**EXERCISE BRIEF**.
Search the entries for the word "recorded". Copy every line where it turns up.

*** DATA FOR THE TASK ***

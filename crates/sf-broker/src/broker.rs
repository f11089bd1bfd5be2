//! The broker session: owns the state machine, the registry handle, the
//! per-session concurrency bound on `tools/call`, and the method dispatch
//! table.

use std::path::PathBuf;
use std::sync::Arc;
use std::time::{Duration, Instant};

use serde_json::{Value, json};
use tokio::sync::{Mutex, Semaphore};
use tracing::{info, warn};

use sf_adapter_api::{AdapterError, CancellationToken, ExecutionContext};
use sf_adapters::registry::Registry;
use sf_core::types::ToolId;
use sf_schema::request::ScanRequest;

use crate::jsonrpc::{JsonRpcError, JsonRpcNotification, error_codes};
use crate::methods::{
    ClientInfo, ContentBlock, InitializeParams, InitializeResult, ResourceContents,
    ResourcesListResult, ResourcesReadParams, ResourcesReadResult, ResourceSummary, ScanDiagnostics,
    ScanResponse, ServerCapabilities, ServerInfo, ToolSummary, ToolsCallParams,
    ToolsCallResult, ToolsListResult,
};
use crate::resources::ResourceProvider;
use crate::session::{SessionAdmissionError, SessionState, SessionStateCell};

/// How a session behaves when `tools/call` concurrency is already at
/// `max_parallel`: reject new calls immediately, or queue them.
#[derive(Debug, Clone, Copy, PartialEq, Eq)]
pub enum BackpressurePolicy {
    Reject,
    Queue,
}

#[derive(Debug, Clone)]
pub struct BrokerConfig {
    /// Default = scheduler `max_parallel`.
    pub max_parallel_calls: usize,
    pub backpressure: BackpressurePolicy,
}

impl Default for BrokerConfig {
    fn default() -> Self {
        Self {
            max_parallel_calls: 4,
            backpressure: BackpressurePolicy::Reject,
        }
    }
}

pub struct BrokerSession {
    registry: Arc<Registry>,
    resources: Arc<dyn ResourceProvider>,
    state: SessionStateCell,
    client_info: Mutex<Option<ClientInfo>>,
    call_semaphore: Arc<Semaphore>,
    config: BrokerConfig,
    notifier: Option<tokio::sync::mpsc::UnboundedSender<JsonRpcNotification>>,
}

impl BrokerSession {
    #[must_use]
    pub fn new(registry: Arc<Registry>, resources: Arc<dyn ResourceProvider>, config: BrokerConfig) -> Self {
        Self {
            call_semaphore: Arc::new(Semaphore::new(config.max_parallel_calls)),
            registry,
            resources,
            state: SessionStateCell::new(),
            client_info: Mutex::new(None),
            config,
            notifier: None,
        }
    }

    /// Attach a channel progress notifications are pushed onto; the serve
    /// loop drains it and writes each as a line alongside responses.
    #[must_use]
    pub fn with_notifier(mut self, tx: tokio::sync::mpsc::UnboundedSender<JsonRpcNotification>) -> Self {
        self.notifier = Some(tx);
        self
    }

    #[must_use]
    pub fn state(&self) -> SessionState {
        self.state.get()
    }

    pub fn begin_closing(&self) {
        self.state.set(SessionState::Closing);
    }

    pub fn close(&self) {
        self.state.set(SessionState::Closed);
    }

    /// Dispatch one method call. The caller is responsible for turning this
    /// into a response line (or suppressing it, for notifications).
    pub async fn dispatch(&self, method: &str, params: Option<Value>) -> Result<Value, JsonRpcError> {
        if let Err(admission) = self.state.admits(method) {
            return Err(match admission {
                SessionAdmissionError::NotInitialized => {
                    JsonRpcError::new(error_codes::NOT_INITIALIZED, admission.to_string())
                }
                SessionAdmissionError::ShuttingDown => {
                    JsonRpcError::new(error_codes::SHUTTING_DOWN, admission.to_string())
                }
            });
        }

        match method {
            "initialize" => self.handle_initialize(params).await,
            "tools/list" => self.handle_tools_list().await,
            "tools/call" => self.handle_tools_call(params).await,
            "resources/list" => self.handle_resources_list().await,
            "resources/read" => self.handle_resources_read(params).await,
            other => Err(JsonRpcError::new(
                error_codes::METHOD_NOT_FOUND,
                format!("method not found: {other}"),
            )),
        }
    }

    async fn handle_initialize(&self, params: Option<Value>) -> Result<Value, JsonRpcError> {
        let params: InitializeParams = match params {
            Some(value) => serde_json::from_value(value)
                .map_err(|e| JsonRpcError::new(error_codes::INVALID_PARAMS, e.to_string()))?,
            None => InitializeParams {
                protocol_version: None,
                capabilities: None,
                client_info: None,
            },
        };
        *self.client_info.lock().await = params.client_info;
        self.state.set(SessionState::Initialized);
        self.state.set(SessionState::Serving);
        info!("broker session initialized");

        let result = InitializeResult {
            server_info: ServerInfo {
                name: "scanforge-broker".to_string(),
                version: env!("CARGO_PKG_VERSION").to_string(),
            },
            capabilities: ServerCapabilities {
                tools: true,
                resources: true,
            },
        };
        serde_json::to_value(result).map_err(internal_error)
    }

    async fn handle_tools_list(&self) -> Result<Value, JsonRpcError> {
        let tools = self
            .registry
            .list()
            .into_iter()
            .map(|adapter| {
                let capability = adapter.describe();
                ToolSummary {
                    name: capability.tool_id.as_str().to_string(),
                    description: capability.description.clone(),
                    input_schema: json!({
                        "type": "object",
                        "properties": {
                            "scan_id": {"type": "string"},
                            "target": {"type": "object"},
                        },
                        "required": ["target"],
                    }),
                    category: capability.category.to_string(),
                    available: true,
                    capability,
                }
            })
            .collect();
        serde_json::to_value(ToolsListResult { tools }).map_err(internal_error)
    }

    async fn handle_tools_call(&self, params: Option<Value>) -> Result<Value, JsonRpcError> {
        let params: ToolsCallParams = params
            .ok_or_else(|| JsonRpcError::new(error_codes::INVALID_PARAMS, "missing params"))
            .and_then(|value| {
                serde_json::from_value(value)
                    .map_err(|e| JsonRpcError::new(error_codes::INVALID_PARAMS, e.to_string()))
            })?;

        let tool_id = ToolId::new(params.name.clone());
        let adapter = self
            .registry
            .get(&tool_id)
            .ok_or_else(|| JsonRpcError::new(error_codes::TOOL_MISSING, format!("tool not found: {}", params.name)))?;

        let permit = self.acquire_call_permit().await?;
        let guard = self.registry.begin_execution(&tool_id);

        let request: ScanRequest = serde_json::from_value(params.arguments).map_err(|e| {
            JsonRpcError::new(error_codes::INVALID_SCAN_INPUT, format!("invalid scan request: {e}"))
        })?;

        let descriptor = adapter.describe();
        let ceiling = request
            .limits
            .timeout_secs
            .min(descriptor.execution.default_timeout_secs);
        let deadline = Duration::from_secs(ceiling);

        let ctx = ExecutionContext::new(
            std::env::current_dir().unwrap_or_else(|_| PathBuf::from(".")),
            deadline,
            request.network_allowed,
            CancellationToken::new(),
        );

        let started = Instant::now();
        let notifier = self.notifier.clone();
        let tool_name = params.name.clone();
        let on_event = move |event: sf_adapter_api::AdapterEvent| {
            if let (Some(tx), sf_adapter_api::AdapterEvent::Executed { duration, partial }) =
                (&notifier, event)
            {
                let _ = tx.send(JsonRpcNotification::new(
                    "scan.progress",
                    json!({
                        "tool_name": tool_name,
                        "stage": "executed",
                        "duration_ms": duration.as_millis() as u64,
                        "partial": partial,
                    }),
                ));
            }
        };

        let outcome = tokio::time::timeout(deadline, adapter.run(&request, &ctx, &on_event)).await;
        drop(guard);
        drop(permit);

        let execution_time_seconds = started.elapsed().as_secs_f64();
        match outcome {
            Err(_elapsed) => Err(JsonRpcError::new(
                error_codes::TIMEOUT,
                format!("tools/call exceeded its {ceiling}s deadline"),
            )),
            Ok(Err(adapter_error)) => Err(map_adapter_error(&adapter_error)),
            Ok(Ok(findings)) => {
                let response = ScanResponse {
                    success: true,
                    tool_name: params.name,
                    execution_time_seconds,
                    findings,
                    diagnostics: ScanDiagnostics::default(),
                    error: None,
                };
                let text = serde_json::to_string(&response).map_err(internal_error)?;
                serde_json::to_value(ToolsCallResult {
                    content: vec![ContentBlock::text(text)],
                })
                .map_err(internal_error)
            }
        }
    }

    async fn acquire_call_permit(&self) -> Result<tokio::sync::OwnedSemaphorePermit, JsonRpcError> {
        match self.config.backpressure {
            BackpressurePolicy::Reject => Arc::clone(&self.call_semaphore)
                .try_acquire_owned()
                .map_err(|_| JsonRpcError::new(error_codes::BUSY, "too many concurrent tools/call in flight")),
            BackpressurePolicy::Queue => Arc::clone(&self.call_semaphore)
                .acquire_owned()
                .await
                .map_err(internal_error),
        }
    }

    async fn handle_resources_list(&self) -> Result<Value, JsonRpcError> {
        let result = ResourcesListResult {
            resources: vec![
                ResourceSummary {
                    uri: "scan://history".to_string(),
                    name: "scan history".to_string(),
                    description: "ids of every scan this broker has recorded a result for".to_string(),
                },
                ResourceSummary {
                    uri: "scan://results/{scan_id}".to_string(),
                    name: "scan result".to_string(),
                    description: "the recorded ScanResponse for one scan id".to_string(),
                },
            ],
        };
        serde_json::to_value(result).map_err(internal_error)
    }

    async fn handle_resources_read(&self, params: Option<Value>) -> Result<Value, JsonRpcError> {
        let params: ResourcesReadParams = params
            .ok_or_else(|| JsonRpcError::new(error_codes::INVALID_PARAMS, "missing params"))
            .and_then(|value| {
                serde_json::from_value(value)
                    .map_err(|e| JsonRpcError::new(error_codes::INVALID_PARAMS, e.to_string()))
            })?;

        let contents = if params.uri == "scan://history" {
            let history = self.resources.history().await;
            vec![ResourceContents {
                uri: params.uri,
                mime_type: "application/json".to_string(),
                text: history.to_string(),
            }]
        } else if let Some(scan_id) = params.uri.strip_prefix("scan://results/") {
            let result = self.resources.scan_result(scan_id).await.ok_or_else(|| {
                JsonRpcError::new(
                    error_codes::INVALID_SCAN_INPUT,
                    format!("no recorded result for scan id {scan_id}"),
                )
            })?;
            vec![ResourceContents {
                uri: params.uri,
                mime_type: "application/json".to_string(),
                text: result.to_string(),
            }]
        } else {
            return Err(JsonRpcError::new(
                error_codes::INVALID_PARAMS,
                format!("unrecognized resource uri: {}", params.uri),
            ));
        };

        serde_json::to_value(ResourcesReadResult { contents }).map_err(internal_error)
    }
}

*** End of DATA FOR THE TASK ***

**OUTPUT FOR THIS TASK**.
                    description: "ids of every scan this broker has recorded a result for".to_string(),
                    description: "the recorded ScanResponse for one scan id".to_string(),
                    format!("no recorded result for scan id {scan_id}"),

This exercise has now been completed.